Functionally, far less than the marketing suggests. Both approaches solve the same problem — front-side busbars reflect light and cost efficiency — by moving the contact grid to the back. Aiko's ABC design eliminates front metallisation entirely. LONGi's HPBC 2.0 is a hybrid passivated design that reaches essentially the same place by a different route. The measurable outcomes are what count, and here they tie: 23.9% module efficiency for both, a −0.26%/°C temperature coefficient for both, and a maximum 0.35% annual degradation for both.
Back-contact cells also shade more gracefully than conventional panels. With no front busbars, partial shading tends to cost output more proportionally rather than knocking out whole cell strings — useful on UK roofs with chimneys and dormers, though a well-designed string layout still matters more than cell architecture.
Construction and warranty: Aiko's clearest win
The Neostar 3S+ is a dual-glass panel; the Hi-MO X10 540W is not. Aiko laminates the cells between two sheets of 2.0mm tempered glass, which protects the cells from moisture ingress and mechanical stress from both sides. LONGi uses a single 3.2mm front glass over a polymer backsheet — a proven construction, but one with a shorter track record at the 30-year timescales these panels are warranted for.
The warranty gap follows directly. Aiko backs the Neostar 3S+ with a 25-year product warranty alongside its 30-year performance warranty, guaranteeing at least 88.85% of rated output in year 30. LONGi offers the same 30-year performance cover (at least 88% in year 30) but only a 15-year product warranty — the part that pays out if the panel physically fails. Fifteen years is respectable; it is also a full decade less than Aiko, REC and other premium rivals now offer, and product failure is precisely the risk you are paying a flagship premium to avoid.
Price and availability in the UK
At the time of writing, the Aiko is meaningfully cheaper per panel. UK distributor stock of the Neostar 3S+ 530W is selling at around £129 per panel including VAT, while the Hi-MO X10 540W — still thin on the ground with UK stockists — is listed at around £167. Per watt, that is roughly 24p against 31p. Supply-only prices bounce around as stock lands, so treat both as a snapshot rather than a fixed gap, but right now you are paying more for the LONGi and getting 10W and a slightly lighter panel in return.
Context matters here: a one-generation-older 445–465W TOPCon panel costs £60–£100. On an unshaded roof with no space constraint, cheaper TOPCon still wins on pure £ per kWh — see our best solar panels guide for how the whole market stacks up. These flagships earn their premium when roof space is tight, when you want maximum output from a fixed number of fixings, or when the 25–30 year warranty maths drives the decision.

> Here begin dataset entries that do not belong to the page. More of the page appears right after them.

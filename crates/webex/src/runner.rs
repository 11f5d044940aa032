use std::collections::HashMap;
use std::sync::atomic::{AtomicU64, Ordering};
use std::sync::{Arc, Mutex, PoisonError};
use std::time::Duration;

use thiserror::Error;
use tokio::sync::mpsc::{self, error::TryRecvError, UnboundedReceiver, UnboundedSender};
use tokio::sync::Semaphore;
use tracing::{debug, info, warn};

use crate::events::{Dispatcher, IncomingEvent};
use crate::webhooks::{EventHydrator, WebhookNotification};

#[derive(Debug, Error, Clone, PartialEq, Eq)]
pub enum RunnerError {
    #[error("event runner is shut down")]
    ShutDown,
    #[error("event runner has no hydrator for webhook notifications")]
    NoHydrator,
}

#[derive(Clone, Debug, PartialEq, Eq)]
pub struct RunnerSettings {
    /// Upper bound on dispatches in flight across all senders.
    pub max_concurrent_dispatches: usize,
    /// How long a sender's worker waits for more events before exiting.
    pub sender_idle: Duration,
}

impl Default for RunnerSettings {
    fn default() -> Self {
        Self { max_concurrent_dispatches: 16, sender_idle: Duration::from_secs(60) }
    }
}

/// Work waiting in a sender's queue. Notifications are hydrated by the
/// sender's worker, so a slow fetch never lets a later event overtake it.
enum Queued {
    Event(IncomingEvent),
    Notification(WebhookNotification),
}

struct SenderQueue {
    worker_id: u64,
    events: UnboundedSender<Queued>,
}

struct RunnerShared {
    dispatcher: Arc<Dispatcher>,
    hydrator: Option<Arc<EventHydrator>>,
    permits: Arc<Semaphore>,
    queues: Mutex<HashMap<String, SenderQueue>>,
    next_worker_id: AtomicU64,
    settings: RunnerSettings,
}

/// Feeds events to the dispatcher: strictly in order per sender, concurrently
/// across senders. Submitting never waits on a dispatch.
#[derive(Clone)]
pub struct EventRunner {
    shared: Arc<RunnerShared>,
}

impl EventRunner {
    pub fn new(dispatcher: Arc<Dispatcher>, settings: RunnerSettings) -> Self {
        Self::build(dispatcher, None, settings)
    }

    /// A runner that also accepts raw webhook notifications.
    pub fn with_hydrator(
        dispatcher: Arc<Dispatcher>,
        hydrator: Arc<EventHydrator>,
        settings: RunnerSettings,
    ) -> Self {
        Self::build(dispatcher, Some(hydrator), settings)
    }

    fn build(
        dispatcher: Arc<Dispatcher>,
        hydrator: Option<Arc<EventHydrator>>,
        settings: RunnerSettings,
    ) -> Self {
        let permits = Arc::new(Semaphore::new(settings.max_concurrent_dispatches.max(1)));
        Self {
            shared: Arc::new(RunnerShared {
                dispatcher,
                hydrator,
                permits,
                queues: Mutex::new(HashMap::new()),
                next_worker_id: AtomicU64::new(0),
                settings,
            }),
        }
    }

    /// Must be called from within a tokio runtime.
    pub fn submit(&self, event: IncomingEvent) -> Result<(), RunnerError> {
        let sender_id = event.sender_id.clone();
        self.enqueue(sender_id, Queued::Event(event))
    }

    /// Queues a notification under the sender named in its envelope. The
    /// content is fetched later, in order with that sender's other events.
    pub fn submit_notification(&self, notification: WebhookNotification) -> Result<(), RunnerError> {
        if self.shared.hydrator.is_none() {
            return Err(RunnerError::NoHydrator);
        }
        let sender_id = notification.sender_key();
        self.enqueue(sender_id, Queued::Notification(notification))
    }

    fn enqueue(&self, sender_id: String, item: Queued) -> Result<(), RunnerError> {
        if self.shared.permits.is_closed() {
            return Err(RunnerError::ShutDown);
        }

        let mut queues = self.shared.queues.lock().unwrap_or_else(PoisonError::into_inner);
        let item = match queues.get(&sender_id) {
            Some(queue) => match queue.events.send(item) {
                Ok(()) => return Ok(()),
                // Worker died mid-dispatch; start a fresh one below.
                Err(mpsc::error::SendError(item)) => item,
            },
            None => item,
        };

        let worker_id = self.shared.next_worker_id.fetch_add(1, Ordering::Relaxed);
        let (events, receiver) = mpsc::unbounded_channel();
        if events.send(item).is_err() {
            return Err(RunnerError::ShutDown);
        }
        queues.insert(sender_id.clone(), SenderQueue { worker_id, events });
        drop(queues);

        debug!(
            event_name = "webex.runner.worker_started",
            sender_id = %sender_id,
            worker_id,
            "sender worker started"
        );
        tokio::spawn(run_sender(self.shared.clone(), sender_id, worker_id, receiver));
        Ok(())
    }

    pub fn active_senders(&self) -> usize {
        self.shared.queues.lock().unwrap_or_else(PoisonError::into_inner).len()
    }

    /// Stops accepting events. Workers finish what is already queued.
    pub fn shutdown(&self) {
        self.shared.permits.close();
        self.shared.queues.lock().unwrap_or_else(PoisonError::into_inner).clear();
        info!(event_name = "webex.runner.shutdown", "event runner shut down");
    }
}

async fn run_sender(
    shared: Arc<RunnerShared>,
    sender_id: String,
    worker_id: u64,
    mut receiver: UnboundedReceiver<Queued>,
) {
    loop {
        let item = match tokio::time::timeout(shared.settings.sender_idle, receiver.recv()).await {
            Ok(Some(event)) => event,
            Ok(None) => return,
            Err(_) => {
                // Re-checked under the lock so a concurrent submit either lands
                // here or finds no queue and starts a new worker.
                let mut queues = shared.queues.lock().unwrap_or_else(PoisonError::into_inner);
                match receiver.try_recv() {
                    Ok(item) => {
                        drop(queues);
                        item
                    }
                    Err(TryRecvError::Empty) => {
                        let ours =
                            queues.get(&sender_id).is_some_and(|queue| queue.worker_id == worker_id);
                        if ours {
                            queues.remove(&sender_id);
                        }
                        debug!(
                            event_name = "webex.runner.worker_idle",
                            sender_id = %sender_id,
                            worker_id,
                            "sender worker exiting"
                        );
                        return;
                    }
                    Err(TryRecvError::Disconnected) => return,
                }
            }
        };

        process(&shared, item).await;
    }
}

async fn process(shared: &RunnerShared, item: Queued) {
    // Closed permits still drain what was queued before shutdown.
    let _permit = match shared.permits.clone().acquire_owned().await {
        Ok(permit) => Some(permit),
        Err(_) => None,
    };

    let event = match item {
        Queued::Event(event) => event,
        Queued::Notification(notification) => match hydrate(shared, &notification).await {
            Some(event) => event,
            None => return,
        },
    };
    dispatch_one(shared, &event).await;
}

async fn hydrate(shared: &RunnerShared, notification: &WebhookNotification) -> Option<IncomingEvent> {
    let hydrator = shared.hydrator.as_ref()?;
    match hydrator.hydrate(notification).await {
        Ok(Some(event)) => Some(event),
        Ok(None) => {
            debug!(
                event_name = "webex.runner.notification_ignored",
                correlation_id = %notification.occurrence_id(),
                resource = %notification.resource,
                "notification does not carry a dispatchable event"
            );
            None
        }
        Err(error) => {
            warn!(
                event_name = "webex.runner.hydration_failed",
                correlation_id = %notification.occurrence_id(),
                sender_id = %notification.sender_key(),
                resource = %notification.resource,
                error = %error,
                "notification could not be hydrated"
            );
            None
        }
    }
}

async fn dispatch_one(shared: &RunnerShared, event: &IncomingEvent) {

    info!(
        event_name = "webex.runner.event_received",
        correlation_id = %event.event_id,
        sender_id = %event.sender_id,
        event_kind = event.kind_label(),
        "dispatching event"
    );

    let outcome = shared.dispatcher.dispatch(event).await;
    debug!(
        event_name = "webex.runner.event_done",
        correlation_id = %event.event_id,
        outcome = outcome.label(),
        "event dispatched"
    );
}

Brand strength and bankability
LONGi is one of the world's largest solar manufacturers, with the wafer production, global service network and installer familiarity that comes with that scale. Aiko is a major cell manufacturer that moved into modules more recently; it is well established in the UK residential market and its warranty terms are insurance-backed, but LONGi's sheer scale is the stronger bankability story if you weight the odds of the company existing in year 25 of a warranty claim. Our guide to solar panel manufacturers covers how to read Tier 1 lists and why they measure bankability, not quality.

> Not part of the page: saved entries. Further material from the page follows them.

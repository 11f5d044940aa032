use std::path::PathBuf;
use std::sync::Arc;
use std::time::{Duration, Instant};

use anyhow::Result;
use clap::Parser;
use relay_core::config::{AppConfig, LoadOptions};
use relay_server::bootstrap::{self, Application};
use relay_server::ingress::{self, IngressState};
use relay_webex::conversation::ConversationStore;
use tracing::{debug, info};

const PURGE_INTERVAL: Duration = Duration::from_secs(60);

#[derive(Debug, Parser)]
#[command(name = "relay-server", about = "Webex command bot")]
struct Args {
    /// Path to a relay.toml file. Defaults to ./relay.toml or ./config/relay.toml.
    #[arg(long)]
    config: Option<PathBuf>,
}

fn init_logging(config: &AppConfig) {
    use relay_core::config::LogFormat::*;
    use tracing::Level;

    let log_level = config.logging.level.parse::<Level>().unwrap_or(Level::INFO);

    match config.logging.format {
        Compact => {
            tracing_subscriber::fmt().with_target(false).with_max_level(log_level).compact().init();
        }
        Pretty => {
            tracing_subscriber::fmt().with_target(false).with_max_level(log_level).pretty().init();
        }
        Json => {
            tracing_subscriber::fmt().with_target(false).with_max_level(log_level).json().init();
        }
    }
}

#[tokio::main]
async fn main() -> Result<()> {
    run(Args::parse()).await
}

async fn run(args: Args) -> Result<()> {
    let config = AppConfig::load(LoadOptions {
        require_file: args.config.is_some(),
        config_path: args.config,
        load_dotenv: true,
        ..LoadOptions::default()
    })?;
    init_logging(&config);

    let app = bootstrap::bootstrap_with_config(config).await?;
    bootstrap::register_webhooks(&app).await;
    spawn_purge(app.conversations.clone());

    let Application { config, conversations, runner, hydrator, .. } = app;
    let address = format!("{}:{}", config.server.bind_address, config.server.port);
    let listener = tokio::net::TcpListener::bind(&address).await?;
    let router = ingress::router(
        IngressState {
            hydrator,
            runner: runner.clone(),
            conversations,
            service: config.webex.bot_name.clone(),
            started_at: Instant::now(),
        },
        &config.server.webhook_path,
    );

    info!(
        event_name = "system.server.started",
        correlation_id = "bootstrap",
        bind_address = %address,
        webhook_path = %config.server.webhook_path,
        "relay-server listening"
    );
    axum::serve(listener, router).with_graceful_shutdown(wait_for_shutdown()).await?;

    info!(
        event_name = "system.server.stopping",
        correlation_id = "shutdown",
        "relay-server stopping"
    );
    runner.shutdown();

    Ok(())
}

fn spawn_purge(conversations: Arc<ConversationStore>) {
    tokio::spawn(async move {
        let mut ticker = tokio::time::interval(PURGE_INTERVAL);
        loop {
            ticker.tick().await;
            let purged = conversations.purge_expired();
            if purged > 0 {
                debug!(
                    event_name = "system.conversations.purged",
                    correlation_id = "maintenance",
                    purged,
                    "expired chains removed"
                );
            }
        }
    });
}

async fn wait_for_shutdown() {
    if let Err(error) = tokio::signal::ctrl_c().await {
        tracing::error!(
            event_name = "system.server.signal_error",
            correlation_id = "shutdown",
            error = %error,
            "could not listen for ctrl-c"
        );
        std::future::pending::<()>().await;
    }
}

Fitting either panel: check your roof first
Both panels are large-format, and that has practical consequences. At 1954mm and 1990mm long respectively, they need roughly 230–270mm more roof length per portrait course than a standard 54-cell panel, and at 25–27kg they are heavier to handle and load onto rails. Confirm your installer's mounting system is specified for the panel dimensions, and re-run the layout maths before assuming a like-for-like swap from a 440W quote — our guide to how many panels you need explains the sizing trade-offs. A 10-panel array of either panel reaches 5.3–5.4kWp, which on a single-phase supply will usually mean your installer applies for G99 approval or caps the inverter — worth raising at quote stage.
Verdict: which should you buy?
For most UK buyers choosing between exactly these two panels today, the Aiko Neostar 3S+ is the stronger buy. Same efficiency, same temperature behaviour, same degradation rate — but dual-glass construction, a 25-year rather than 15-year product warranty, bifacial capability, and a lower UK price. The LONGi Hi-MO X10 takes it if the extra 10W per panel genuinely changes your system total, if your installer gets better LONGi trade pricing than retail listings suggest, or if manufacturer scale is your deciding factor. Both are excellent panels; neither is a mistake. See the full spec-by-spec scoring on the comparison page, or read the individual reviews for the Neostar 3S+ 530W and Hi-MO X10 540W.
FAQs
Are Aiko solar panels better than LONGi?
What is the difference between ABC and HPBC solar cells?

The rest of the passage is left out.